A US military attack on Iranian nuclear infrastructure would be the start of a protracted military confrontation that would probably involve Iraq, Israel and Lebanon as well as the United States and Iran, with the possibility of west Gulf states being involved as well. An attack by Israel, although initially on a smaller scale, would almost certainly escalate to involve the United States, and would also mark the start of a protracted conflict.

Although an attack by either state could seriously damage Iran’s nuclear development potential, numerous responses would be possible making a protracted and highly unstable conflict virtually certain. Moreover, Iran would be expected to withdraw from the Non-Proliferation Treaty and engage in a nuclear weapons programme as rapidly as possible.
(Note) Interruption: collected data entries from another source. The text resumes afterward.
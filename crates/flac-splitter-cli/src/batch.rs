use crate::commands::SplitCommand;
use crate::locator::{album_output_dir, find_sheets};
use crate::summary::{AlbumOutcome, BatchSummary};
use anyhow::Result;
use flac_splitter_lib::cue::CueParser;
use flac_splitter_lib::cue::ParserConfig;
use flac_splitter_lib::split::{Capabilities, SplitOptions, Splitter};
use indicatif::{MultiProgress, ProgressBar, ProgressStyle};
use log::{debug, info, warn};
use std::path::{Path, PathBuf};

/// Splits every album found below `cmd.root`, one at a time.
pub async fn split_all(cmd: SplitCommand, progress: MultiProgress) -> Result<BatchSummary> {
    info!("Finding CUE files in {:?}", cmd.root);
    let sheets = find_sheets(&cmd.root, &cmd.output).await?;
    let mut summary = BatchSummary::new(sheets.len());

    if sheets.is_empty() {
        info!("No CUE files found in {:?}", cmd.root);
        return Ok(summary);
    }
    info!("Found {} CUE file(s)", sheets.len());

    let bar = progress.add(ProgressBar::new(sheets.len() as u64));
    bar.set_style(ProgressStyle::with_template(
        "[{pos}/{len}] {wide_bar} {msg}",
    )?);

    for sheet in sheets {
        let name = sheet
            .file_name()
            .map(|n| n.to_string_lossy().into_owned())
            .unwrap_or_default();
        bar.set_message(name);

        let config = cmd.parser_config();
        let options = cmd.split_options(&album_output_dir(&cmd.root, &cmd.output, &sheet));
        let job_sheet = sheet.clone();
        let outcome =
            tokio::task::spawn_blocking(move || split_sheet(&job_sheet, config, options)).await?;

        summary.record(&sheet, outcome);
        bar.inc(1);
    }

    bar.finish_and_clear();
    Ok(summary)
}

/// Parses one sheet and splits its album with the default capabilities.
fn split_sheet(sheet: &Path, config: ParserConfig, options: SplitOptions) -> AlbumOutcome {
    debug!("Parsing {:?}", sheet);
    let album = match CueParser::new(config).parse_path(sheet) {
        Ok(album) => album,
        Err(err) => {
            warn!("Could not parse {:?}: {err}", sheet);
            return AlbumOutcome::Failed(err.to_string());
        }
    };

    let sheet_dir = sheet.parent().unwrap_or(Path::new("."));
    let Some(audio) = album.audio_file_path(sheet_dir) else {
        return AlbumOutcome::Failed("sheet does not reference an audio file".to_string());
    };
    if !audio.is_file() {
        warn!("Skipping {:?}: audio file {:?} not found", sheet, audio);
        return AlbumOutcome::Skipped { audio };
    }

    debug!("Output directory: {:?}", options.output_dir);
    let splitter = Splitter::new(options, Capabilities::default());
    match splitter.split_album(&album, &audio) {
        Ok(report) => AlbumOutcome::Split(report),
        Err(err) => {
            warn!("Could not split {:?}: {err}", sheet);
            AlbumOutcome::Failed(err.to_string())
        }
    }
}
use crate::cue::error::{CueResult, MissingField};
use crate::cue::timecode::Timecode;
use std::collections::BTreeMap;
use std::path::{Path, PathBuf};

/// One parsed sheet: album metadata plus its tracks in sheet order.
#[derive(Debug, Clone, Default, PartialEq)]
pub struct Album {
    pub title: Option<String>,
    pub performer: Option<String>,
    pub composer: Option<String>,
    pub songwriter: Option<String>,

    pub date: Option<String>,
    pub year: Option<String>,
    pub genre: Option<String>,
    pub comment: Option<String>,

    pub catalog: Option<String>,
    pub disc_id: Option<String>,
    pub disc_number: Option<String>,
    pub total_discs: Option<String>,

    pub audio_file: Option<AudioFile>,
    pub tracks: Vec<Track>,

    /// Non-standard `REM` keys, uppercased.
    pub custom_fields: BTreeMap<String, String>,
}

#[derive(Debug, Clone, PartialEq)]
pub struct AudioFile {
    pub name: String,
    pub file_type: FileType,
}

#[derive(Debug, Clone, Default, PartialEq)]
pub struct Track {
    /// 1-based position in the sheet, independent of the number written after `TRACK`.
    pub number: u32,
    pub title: Option<String>,
    pub performer: Option<String>,
    pub composer: Option<String>,
    pub songwriter: Option<String>,
    pub isrc: Option<String>,
    /// `INDEX 01`
    pub index: Option<Timecode>,
    /// `INDEX 00`
    pub pregap: Option<Timecode>,
    pub custom_fields: BTreeMap<String, String>,
}

#[derive(Debug, Clone, PartialEq, Eq)]
pub enum FileType {
    Wave,
    Flac,
    Mp3,
    Aiff,
    Binary,
    Motorola,
    Other(String),
}

impl FileType {
    pub fn from_tag(tag: &str) -> Self {
        match tag.to_ascii_uppercase().as_str() {
            "WAVE" => FileType::Wave,
            "FLAC" => FileType::Flac,
            "MP3" => FileType::Mp3,
            "AIFF" => FileType::Aiff,
            "BINARY" => FileType::Binary,
            "MOTOROLA" => FileType::Motorola,
            _ => FileType::Other(tag.to_string()),
        }
    }

    pub fn as_tag(&self) -> &str {
        match self {
            FileType::Wave => "WAVE",
            FileType::Flac => "FLAC",
            FileType::Mp3 => "MP3",
            FileType::Aiff => "AIFF",
            FileType::Binary => "BINARY",
            FileType::Motorola => "MOTOROLA",
            FileType::Other(tag) => tag,
        }
    }
}

impl Album {
    pub fn track_count(&self) -> usize {
        self.tracks.len()
    }

    /// Track by its 1-based number.
    pub fn track(&self, number: u32) -> Option<&Track> {
        let index = (number as usize).checked_sub(1)?;
        self.tracks.get(index)
    }

    pub fn custom_field(&self, key: &str) -> Option<&str> {
        self.custom_fields
            .get(&key.to_ascii_uppercase())
            .map(String::as_str)
    }

    /// Location of the referenced audio file; relative names resolve against `sheet_dir`.
    pub fn audio_file_path(&self, sheet_dir: &Path) -> Option<PathBuf> {
        let audio_file = self.audio_file.as_ref()?;
        let path = Path::new(&audio_file.name);

        if path.is_absolute() {
            Some(path.to_path_buf())
        } else {
            Some(sheet_dir.join(path))
        }
    }

    /// Checks the fields a strict parse requires, reporting the first one missing.
    pub fn validate(&self) -> CueResult<()> {
        if self.audio_file.is_none() {
            return Err(MissingField::AudioFile.into());
        }
        if is_blank(self.title.as_deref()) {
            return Err(MissingField::AlbumTitle.into());
        }
        if self.tracks.is_empty() {
            return Err(MissingField::Tracks.into());
        }

        for track in &self.tracks {
            if is_blank(track.title.as_deref()) {
                return Err(MissingField::TrackTitle(track.number).into());
            }
            if track.index.is_none() {
                return Err(MissingField::TrackIndex(track.number).into());
            }
        }

        Ok(())
    }
}

fn is_blank(value: Option<&str>) -> bool {
    value.is_none_or(str::is_empty)
}

impl Track {
    pub fn new(number: u32) -> Self {
        Self {
            number,
            ..Default::default()
        }
    }

    pub fn custom_field(&self, key: &str) -> Option<&str> {
        self.custom_fields
            .get(&key.to_ascii_uppercase())
            .map(String::as_str)
    }

    pub fn display_title(&self) -> &str {
        self.title.as_deref().unwrap_or("")
    }
}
This would lead to further military action against Iran, establishing a highly dangerous cycle of violence.

The termination of the Saddam Hussein regime was expected to bring about a free-market client state in Iraq. Instead it has produced a deeply unstable and costly conflict with no end in sight. That may not prevent a US or an Israeli attack on Iran even though it should be expected that the consequences would be substantially greater. What this analysis does conclude is that a military response to the current crisis in relations with Iran is a particularly dangerous option and should not be considered further – alternative approaches must be sought, however difficult these may be.



My view. Iran seems to be goading us into an aerial attack. They know we do not have the stomach or resources for an invasion. Maybe they have accepted it as inevitable. Either way, someone in Washington should be asking why they feel comfortable poking the neo-con administration with a stick.
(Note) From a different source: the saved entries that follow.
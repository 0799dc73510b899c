use crate::cue::models::Album;
use crate::cue::timecode::Timecode;
use crate::external::PlannedTrack;
use std::path::Path;

/// One cut of a sequential split, from `start` to the next piece's start.
#[derive(Debug, Clone, Copy, Eq, PartialEq)]
pub struct Piece<'a> {
    pub start: Timecode,
    /// `None` for filler between a track's end and the next planned start; it is thrown away.
    pub track: Option<&'a PlannedTrack>,
}

/// Orders `tracks` into runs a sequential splitter can cut in one pass: split points only move
/// forward, and a track that ends before the next one starts gets a filler piece at its end.
/// Tracks overlapping an earlier one go to a later run.
pub fn split_runs(tracks: &[PlannedTrack]) -> Vec<Vec<Piece<'_>>> {
    let mut ordered: Vec<&PlannedTrack> = tracks.iter().collect();
    ordered.sort_by_key(|track| track.start.total_frames());

    // each run with the position it has reached, `None` once it runs to the end of the stream
    let mut runs: Vec<(Vec<Piece<'_>>, Option<u64>)> = Vec::new();
    for track in ordered {
        let start = track.start.total_frames();
        let index = match runs
            .iter()
            .position(|(_, reach)| reach.is_some_and(|reach| reach <= start))
        {
            Some(index) => index,
            None => {
                runs.push((Vec::new(), Some(0)));
                runs.len() - 1
            }
        };

        let (pieces, reach) = &mut runs[index];
        if *reach == Some(start) {
            // filler would be empty, the track takes its split point
            pieces.pop();
        }

        pieces.push(Piece {
            start: track.start,
            track: Some(track),
        });
        *reach = track.end.map(|end| end.total_frames());
        if let Some(end) = track.end {
            pieces.push(Piece {
                start: end,
                track: None,
            });
        }
    }

    runs.into_iter().map(|(pieces, _)| pieces).collect()
}

/// Renders a single-file sheet with one TRACK per piece, pointing at `audio_path`. Tracks are
/// numbered by position so a tool's running counter matches the piece order.
pub fn render_sheet(album: &Album, audio_path: &Path, pieces: &[Piece]) -> String {
    let mut lines = Vec::new();

    let remarks = [
        ("GENRE", &album.genre),
        ("DATE", &album.date),
        ("DISCID", &album.disc_id),
        ("COMMENT", &album.comment),
    ];
    for (key, value) in remarks {
        if let Some(value) = value {
            lines.push(format!("REM {key} {}", quoted(value)));
        }
    }
    if let Some(catalog) = &album.catalog {
        lines.push(format!("CATALOG {catalog}"));
    }
    if let Some(performer) = &album.performer {
        lines.push(format!("PERFORMER {}", quoted(performer)));
    }
    if let Some(title) = &album.title {
        lines.push(format!("TITLE {}", quoted(title)));
    }
    lines.push(format!(
        "FILE {} WAVE",
        quoted(&audio_path.to_string_lossy())
    ));

    for (position, piece) in pieces.iter().enumerate() {
        lines.push(format!("  TRACK {:02} AUDIO", position + 1));

        if let Some(planned) = piece.track {
            lines.push(format!("    TITLE {}", quoted(&planned.title)));
            if let Some(performer) = album
                .track(planned.number)
                .and_then(|track| track.performer.as_ref())
            {
                lines.push(format!("    PERFORMER {}", quoted(performer)));
            }
        }
        lines.push(format!("    INDEX 01 {}", piece.start));
    }

    let mut sheet = lines.join("\n");
    sheet.push('\n');
    sheet
}

fn quoted(value: &str) -> String {
    format!("\"{}\"", value.replace('"', "'"))
}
My opinion is that they intend to claim the moral high ground in the Middle East following the attacks, further weakening the US position.

I see a long campaign of asymmetrical warfare following.

Chindia and Russia are more than happy for us to further piss off the people who have most of the world's remaining oil and natural gas. "Fuck you, we sell to China" will be a familiar refrain. For Russia, the more things that get blowed up in the gulf, the more money for them.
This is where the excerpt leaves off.